▶ [AIM OF THE EXERCISE]: Your task is to copy the lines of the data below from the line holding "object failed integrity" through the line holding "pub async fn list_encrypted(&self, prefix: &str)", inclusive, exactly and with nothing added.

=== EXTRACTED DATA ===

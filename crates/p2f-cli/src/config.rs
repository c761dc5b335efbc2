//! Configuration management for the CLI.
//!
//! [`Config`] mirrors `~/.p2f/config.toml`. [`RunConfig`] is the immutable
//! value a run actually uses: the file config with command-line overrides
//! applied and every path resolved.

use crate::cli::Cli;
use crate::error::{CliError, Result};
use p2f_extractor::ExtractorConfig;
use p2f_pipeline::{PipelineConfig, DEFAULT_CONCURRENCY_LIMIT};
use regex::Regex;
use serde::{Deserialize, Serialize};
use std::fs;
use std::path::{Path, PathBuf};
use tracing::{debug, info};

/// Environment variable holding the API key
pub const API_KEY_ENV: &str = "OPENAI_API_KEY";

/// CLI configuration file.
#[derive(Debug, Clone, PartialEq, Serialize, Deserialize)]
#[serde(default)]
pub struct Config {
    /// Model used for extraction
    pub model: String,

    /// Trading partner file, relative to the config directory
    pub trading_partner_file: PathBuf,

    /// Document type file, relative to the config directory
    pub document_type_file: PathBuf,

    /// Files processed at once
    pub max_concurrent_api_calls: usize,

    /// Timeout for one extraction (seconds)
    pub extraction_timeout_secs: u64,

    /// Largest PDF sent to the model (megabytes)
    pub max_file_size_mb: u64,

    /// Naming rule
    pub rule: RuleConfig,

    /// Own company, never used as the counterparty
    pub my_company: MyCompanyConfig,

    /// API connection
    pub api: ApiConfig,

    /// Output settings
    pub output: OutputSettings,
}

/// Naming rule.
#[derive(Debug, Clone, PartialEq, Serialize, Deserialize)]
#[serde(default)]
pub struct RuleConfig {
    /// File name template
    pub file_name_format: String,

    /// Date format requested from the model
    pub date_format: String,
}

/// Own company names.
#[derive(Debug, Clone, Default, PartialEq, Serialize, Deserialize)]
#[serde(default)]
pub struct MyCompanyConfig {
    /// Company name
    pub name: String,

    /// Other spellings
    pub alias: Vec<String>,
}

/// API connection settings.
#[derive(Debug, Clone, PartialEq, Serialize, Deserialize)]
#[serde(default)]
pub struct ApiConfig {
    /// Base URL
    pub endpoint: String,
}

/// Output settings.
#[derive(Debug, Clone, PartialEq, Serialize, Deserialize)]
#[serde(default)]
pub struct OutputSettings {
    /// Enable colored output
    pub color: bool,

    /// Default summary format
    pub format: OutputFormat,
}

/// Output format.
#[derive(Debug, Clone, Copy, PartialEq, Eq, Serialize, Deserialize)]
#[serde(rename_all = "lowercase")]
pub enum OutputFormat {
    /// Table format
    Table,
    /// JSON format
    Json,
    /// Quiet (minimal) format
    Quiet,
}

impl OutputFormat {
    /// True if stdout carries output meant for other programs, so notes
    /// and questions belong on stderr.
    pub fn is_machine_readable(self) -> bool {
        !matches!(self, OutputFormat::Table)
    }
}

impl Default for Config {
    fn default() -> Self {
        Self {
            model: p2f_llm::openai::DEFAULT_MODEL.to_string(),
            trading_partner_file: PathBuf::from("trading_partners.csv"),
            document_type_file: PathBuf::from("document_type.csv"),
            max_concurrent_api_calls: DEFAULT_CONCURRENCY_LIMIT,
            extraction_timeout_secs: 120,
            max_file_size_mb: 32,
            rule: RuleConfig::default(),
            my_company: MyCompanyConfig::default(),
            api: ApiConfig::default(),
            output: OutputSettings::default(),
        }
    }
}

impl Default for RuleConfig {
    fn default() -> Self {
        Self {
            file_name_format: p2f_naming::DEFAULT_TEMPLATE.to_string(),
            date_format: "YYYYMMDD".to_string(),
        }
    }
}

impl Default for ApiConfig {
    fn default() -> Self {
        Self {
            endpoint: p2f_llm::openai::DEFAULT_ENDPOINT.to_string(),
        }
    }
}

impl Default for OutputSettings {
    fn default() -> Self {
        Self {
            color: true,
            format: OutputFormat::Table,
        }
    }
}

impl Config {
    /// Get the default configuration file path.
    pub fn path() -> Result<PathBuf> {
        let home = dirs::home_dir()
            .ok_or_else(|| CliError::Config("Could not find home directory".into()))?;
        Ok(home.join(".p2f").join("config.toml"))
    }

    /// Load configuration from `path`, or defaults if it does not exist.
    pub fn load_from(path: &Path) -> Result<Self> {
        if path.exists() {
            let contents = fs::read_to_string(path)?;
            let config: Config = toml::from_str(&contents)?;
            debug!("Loaded configuration from {}", path.display());
            Ok(config)
        } else {
            Ok(Self::default())
        }
    }

    /// Load configuration from `path`, writing defaults there on first run.
    pub fn load_or_create(path: &Path) -> Result<Self> {
        if path.exists() {
            return Self::load_from(path);
        }
        let config = Self::default();
        config.save_to(path)?;
        info!("Wrote default configuration to {}", path.display());
        Ok(config)
    }

    /// Save configuration to `path`.
    pub fn save_to(&self, path: &Path) -> Result<()> {
        // Create parent directory if it doesn't exist
        if let Some(parent) = path.parent() {
            fs::create_dir_all(parent)?;
        }

        let contents = toml::to_string_pretty(self)
            .map_err(|e| CliError::Config(format!("Failed to serialize config: {}", e)))?;
        fs::write(path, contents)?;
        Ok(())
    }

    /// Validate the configuration.
    pub fn validate(&self) -> Result<()> {
        if self.model.trim().is_empty() {
            return Err(CliError::Config("model must not be empty".into()));
        }
        if self.max_concurrent_api_calls == 0 {
            return Err(CliError::Config(
                "max_concurrent_api_calls must be greater than 0".into(),
            ));
        }
        if self.extraction_timeout_secs == 0 {
            return Err(CliError::Config(
                "extraction_timeout_secs must be greater than 0".into(),
            ));
        }
        if self.max_file_size_mb == 0 {
            return Err(CliError::Config("max_file_size_mb must be greater than 0".into()));
        }
        if self.api.endpoint.trim().is_empty() {
            return Err(CliError::Config("api.endpoint must not be empty".into()));
        }
        Ok(())
    }
}

/// Settings for one run, after command-line overrides.
#[derive(Debug, Clone)]
pub struct RunConfig {
    /// Model used for extraction
    pub model: String,

    /// API base URL
    pub endpoint: String,

    /// API key
    pub api_key: String,

    /// Resolved trading partner file
    pub trading_partner_file: PathBuf,

    /// Resolved document type file
    pub document_type_file: PathBuf,

    /// File name template source
    pub file_name_format: String,

    /// File name filter (directory mode)
    pub filter: Option<Regex>,

    /// Skip the confirmation prompts
    pub assume_yes: bool,

    /// Own company name as configured
    pub company_name: String,

    /// Batch settings
    pub pipeline: PipelineConfig,

    /// Extraction settings
    pub extractor: ExtractorConfig,

    /// Summary format
    pub format: OutputFormat,

    /// Colored output
    pub color: bool,
}

impl RunConfig {
    /// Merge `config` (loaded from `config_path`) with the command line.
    ///
    /// Taxonomy files from the config file are relative to its directory;
    /// taxonomy files given on the command line are used as given.
    pub fn resolve(
        config: &Config,
        config_path: &Path,
        cli: &Cli,
        api_key: Option<String>,
    ) -> Result<Self> {
        let mut merged = config.clone();
        if let Some(model) = &cli.model {
            merged.model = model.clone();
        }
        if let Some(limit) = cli.concurrency {
            merged.max_concurrent_api_calls = limit;
        }
        merged.validate()?;

        let api_key = api_key
            .filter(|key| !key.trim().is_empty())
            .ok_or_else(|| CliError::Config(format!("{} is not set", API_KEY_ENV)))?;

        let config_dir = config_path.parent().unwrap_or_else(|| Path::new("."));
        let trading_partner_file = cli
            .trading_partner_file
            .clone()
            .unwrap_or_else(|| config_dir.join(&merged.trading_partner_file));
        let document_type_file = cli
            .document_type_file
            .clone()
            .unwrap_or_else(|| config_dir.join(&merged.document_type_file));

        let pipeline = PipelineConfig::default()
            .with_concurrency_limit(merged.max_concurrent_api_calls)
            .with_skip_format_check(cli.skip_format_check);

        let extractor = ExtractorConfig {
            extraction_timeout_secs: merged.extraction_timeout_secs,
            max_file_size_mb: merged.max_file_size_mb,
            date_format: merged.rule.date_format.clone(),
            company_name: merged.my_company.name.clone(),
            company_aliases: merged.my_company.alias.clone(),
            extra_prompt: cli.extra_prompt.clone(),
        };
        extractor.validate().map_err(CliError::Config)?;

        let format = cli.format.map(Into::into).unwrap_or(merged.output.format);
        let color = !cli.no_color && merged.output.color;

        Ok(Self {
            model: merged.model,
            endpoint: merged.api.endpoint,
            api_key,
            trading_partner_file,
            document_type_file,
            file_name_format: merged.rule.file_name_format,
            filter: cli.filter.clone(),
            assume_yes: cli.yes,
            company_name: merged.my_company.name,
            pipeline,
            extractor,
            format,
            color,
        })
    }
}
//! Client-side encrypted object storage.
//!
//! [`EncryptedVault`] encrypts locally with a password, then stores the
//! container as `<filename>.encrypted` in an [`ObjectStore`]. Plaintext and
//! container are staged in a temporary directory that is removed on every
//! exit path when the staging guard drops.

use crate::error::{Result, SealStoreError};
use crate::metadata::EncryptedObjectMetadata;
use crate::object_store::{ObjectInfo, ObjectStore, PutOptions};
use crate::service::{DecryptReport, EncryptionService};
use crate::util;
use serde::Serialize;
use std::sync::Arc;
use tempfile::TempDir;
use tokio::fs;
use tracing::{debug, info, warn};

/// Suffix appended to every client-side encrypted object key
pub const ENCRYPTED_SUFFIX: &str = ".encrypted";

#[derive(Debug, Clone, PartialEq, Eq, Serialize)]
pub struct UploadSummary {
    pub key: String,
    pub original_size: u64,
    pub encrypted_size: u64,
    pub original_hash: String,
}

#[derive(Debug, Clone, PartialEq, Eq)]
pub struct DownloadedFile {
    pub filename: String,
    pub content: Vec<u8>,
    pub report: DecryptReport,
}

pub struct EncryptedVault {
    store: Arc<dyn ObjectStore>,
    service: EncryptionService,
}

fn staging_dir() -> Result<TempDir> {
    tempfile::Builder::new()
        .prefix("sealstore-")
        .tempdir()
        .map_err(|e| SealStoreError::storage(format!("creating staging directory: {}", e)))
}

impl EncryptedVault {
    pub fn new(store: Arc<dyn ObjectStore>) -> Self {
        Self {
            store,
            service: EncryptionService::new(),
        }
    }

    pub fn object_key(filename: &str) -> String {
        format!("{}{}", filename, ENCRYPTED_SUFFIX)
    }

    /// Encrypt `content` and store it. Returns the key and sizes.
    pub async fn upload_encrypted(
        &self,
        filename: &str,
        content: &[u8],
        password: &str,
    ) -> Result<UploadSummary> {
        let filename = util::secure_filename(filename);
        if filename.is_empty() {
            return Err(SealStoreError::input("filename is empty after sanitizing"));
        }

        let staging = staging_dir()?;
        let plain_path = staging.path().join("plain");
        let enc_path = staging.path().join("container");
        fs::write(&plain_path, content).await?;

        let report = self
            .service
            .encrypt_file(&plain_path, &enc_path, password)
            .await
            .into_result()?;

        let key = Self::object_key(&filename);
        let container = fs::read(&enc_path).await?;
        let metadata = EncryptedObjectMetadata {
            original_filename: filename.clone(),
            original_size: report.original_size,
            original_hash: report.original_hash.clone(),
        };
        let options = PutOptions {
            content_type: Some("application/octet-stream".to_string()),
            metadata: metadata.to_map(),
            managed_key_id: None,
        };

        debug!(key = %key, size = container.len(), "uploading container");
        self.store.put(&key, container, options).await?;

        info!(
            key = %key,
            original_size = report.original_size,
            encrypted_size = report.encrypted_size,
            "file encrypted and uploaded"
        );
        Ok(UploadSummary {
            key,
            original_size: report.original_size,
            encrypted_size: report.encrypted_size,
            original_hash: report.original_hash,
        })
    }

    /// Fetch `<filename>.encrypted` and decrypt it. `filename` is sanitized
    /// the same way as on upload.
    ///
    /// An integrity mismatch is returned in the report, not as an error.
    pub async fn download_decrypted(&self, filename: &str, password: &str) -> Result<DownloadedFile> {
        let filename = util::secure_filename(filename);
        let key = Self::object_key(&filename);
        let container = self.store.get(&key).await?;

        let staging = staging_dir()?;
        let enc_path = staging.path().join("container");
        let plain_path = staging.path().join("plain");
        fs::write(&enc_path, &container).await?;

        let report = self
            .service
            .decrypt_file(&enc_path, &plain_path, password)
            .await
            .into_result()?;

        if !report.integrity_check {
            warn!(key = %key, "downloaded object failed integrity check");
        }

        let content = fs::read(&plain_path).await?;
        Ok(DownloadedFile {
            filename,
            content,
            report,
        })
    }

    /// Objects stored by this vault (keys ending in `.encrypted`)
    pub async fn list_encrypted(&self, prefix: &str) -> Result<Vec<ObjectInfo>> {
        let mut objects = self.store.list(prefix).await?;
        objects.retain(|o| o.key.ends_with(ENCRYPTED_SUFFIX));
        Ok(objects)
    }
}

===

▶ [TASK SOLUTION]:
            warn!(key = %key, "downloaded object failed integrity check");
        }

        let content = fs::read(&plain_path).await?;
        Ok(DownloadedFile {
            filename,
            content,
            report,
        })
    }

    /// Objects stored by this vault (keys ending in `.encrypted`)
    pub async fn list_encrypted(&self, prefix: &str) -> Result<Vec<ObjectInfo>> {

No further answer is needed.